_What you need to do:_ For the records below, tally every line that has the word "derive" and reply with the number alone.

********************

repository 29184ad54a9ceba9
use chrono::{Duration, Utc};
use jsonwebtoken::{Algorithm, DecodingKey, EncodingKey, Header, Validation, decode, encode};
use uuid::Uuid;

use crate::{
    dto::auth::Claims,
    error::{AppError, AppResult},
};

pub fn issue_token(user_id: Uuid, role: &str, secret: &str, ttl_hours: i64) -> AppResult<String> {
    let expiration = Utc::now()
        .checked_add_signed(Duration::hours(ttl_hours))
        .ok_or_else(|| AppError::internal("Failed to set expiration"))?;

    let claims = Claims {
        sub: user_id.to_string(),
        role: role.to_string(),
        exp: expiration.timestamp() as usize,
    };

    encode(
        &Header::new(Algorithm::HS256),
        &claims,
        &EncodingKey::from_secret(secret.as_bytes()),
    )
    .map_err(AppError::internal)
}

pub fn decode_token(token: &str, secret: &str) -> AppResult<Claims> {
    decode::<Claims>(
        token,
        &DecodingKey::from_secret(secret.as_bytes()),
        &Validation::new(Algorithm::HS256),
    )
    .map(|data| data.claims)
    .map_err(|_| AppError::Unauthorized("Invalid or expired token".into()))
}

#[cfg(test)]
mod tests {
    use super::*;

    #[test]
    fn issued_token_decodes_with_same_secret() {
        let user_id = Uuid::new_v4();
        let token = issue_token(user_id, "user", "secret", 1).unwrap();
        let claims = decode_token(&token, "secret").unwrap();
        assert_eq!(claims.sub, user_id.to_string());
        assert_eq!(claims.role, "user");
    }

    #[test]
    fn wrong_secret_is_unauthorized() {
        let token = issue_token(Uuid::new_v4(), "admin", "secret", 1).unwrap();
        assert!(matches!(
            decode_token(&token, "other"),
            Err(AppError::Unauthorized(_))
        ));
    }

    #[test]
    fn expired_token_is_rejected() {
        let token = issue_token(Uuid::new_v4(), "user", "secret", -2).unwrap();
        assert!(decode_token(&token, "secret").is_err());
    }
}
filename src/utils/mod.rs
pub mod jwt;
pub mod password;
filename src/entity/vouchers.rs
use sea_orm::entity::prelude::*;

#[derive(Clone, Debug, PartialEq, DeriveEntityModel)]
#[sea_orm(table_name = "vouchers")]
pub struct Model {
    #[sea_orm(primary_key)]
    pub id: Uuid,
    #[sea_orm(unique)]
    pub name: String,
    pub start_date: Date,
    pub end_date: Date,
    pub quantity: i32,
    pub percents: i32,
    /// Minimum order subtotal for the voucher to apply.
    pub condition: i64,
    pub created_at: DateTimeWithTimeZone,
}

#[derive(Copy, Clone, Debug, EnumIter, DeriveRelation)]
pub enum Relation {}

impl ActiveModelBehavior for ActiveModel {}
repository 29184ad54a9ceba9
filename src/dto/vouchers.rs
use chrono::NaiveDate;
use serde::{Deserialize, Serialize};
use utoipa::ToSchema;

use crate::models::Voucher;

#[derive(Debug, Deserialize, ToSchema)]
pub struct CreateVoucherRequest {
    pub name: String,
    pub start_date: NaiveDate,
    pub end_date: NaiveDate,
    pub quantity: i32,
    pub percents: i32,
    #[serde(default)]
    pub condition: i64,
}

#[derive(Debug, Default, Deserialize, ToSchema)]
pub struct UpdateVoucherRequest {
    pub name: Option<String>,
    pub start_date: Option<NaiveDate>,
    pub end_date: Option<NaiveDate>,
    pub quantity: Option<i32>,
    pub percents: Option<i32>,
    pub condition: Option<i64>,
}

#[derive(Debug, Serialize, ToSchema)]
pub struct VoucherList {
    pub items: Vec<Voucher>,
}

********************

_Solution to the exercise:_ 5